#2.熱狂-1
「それにしても。久し振りだな、赤方案件」
ここはモリノークの南に位置する山の中。あの後すぐにカイルを捕まえた僕は、教団本部で荷馬車を借りてその日の内に麓の村までやって来た。そこで一泊して翌日。今僕らは問題の山中を当てもなく歩き回っていた。
「今回から報酬を、神官長が捻出する事になったからね」
ケネス神官長は以前の案件の時に、次は自分で何とかするようにとニコル教団長から言い渡されていた。
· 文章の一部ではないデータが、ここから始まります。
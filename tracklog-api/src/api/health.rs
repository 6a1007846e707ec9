//! Health check endpoint

use axum::{routing::get, Json, Router};
use serde::Serialize;

use crate::AppState;

/// Status, module name and version
#[derive(Debug, Serialize)]
pub struct HealthResponse {
    pub status: String,
    pub module: String,
    pub version: String,
}

/// GET /health
pub async fn health_check() -> Json<HealthResponse> {
    Json(HealthResponse {
        status: "ok".to_string(),
        module: "tracklog-api".to_string(),
        version: env!("CARGO_PKG_VERSION").to_string(),
    })
}

/// Build health check routes
pub fn health_routes() -> Router<AppState> {
    Router::new().route("/health", get(health_check))
}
恐らく神官長に、金勘定を覚えさせる為の課題に使われたのだろう。
「それで今回は、『村もないような山奥で怪しい人影を見た』だっけ?」
「…今回も、だけどね」
前を歩くカイルは今日も楽しげだった。セシルたちには不評な赤方案件だったけれど、カイルはいつも面白がって付き合ってくれた。多分いずれ彼は、誰に頼まれなくても赤方へと旅立つだろう。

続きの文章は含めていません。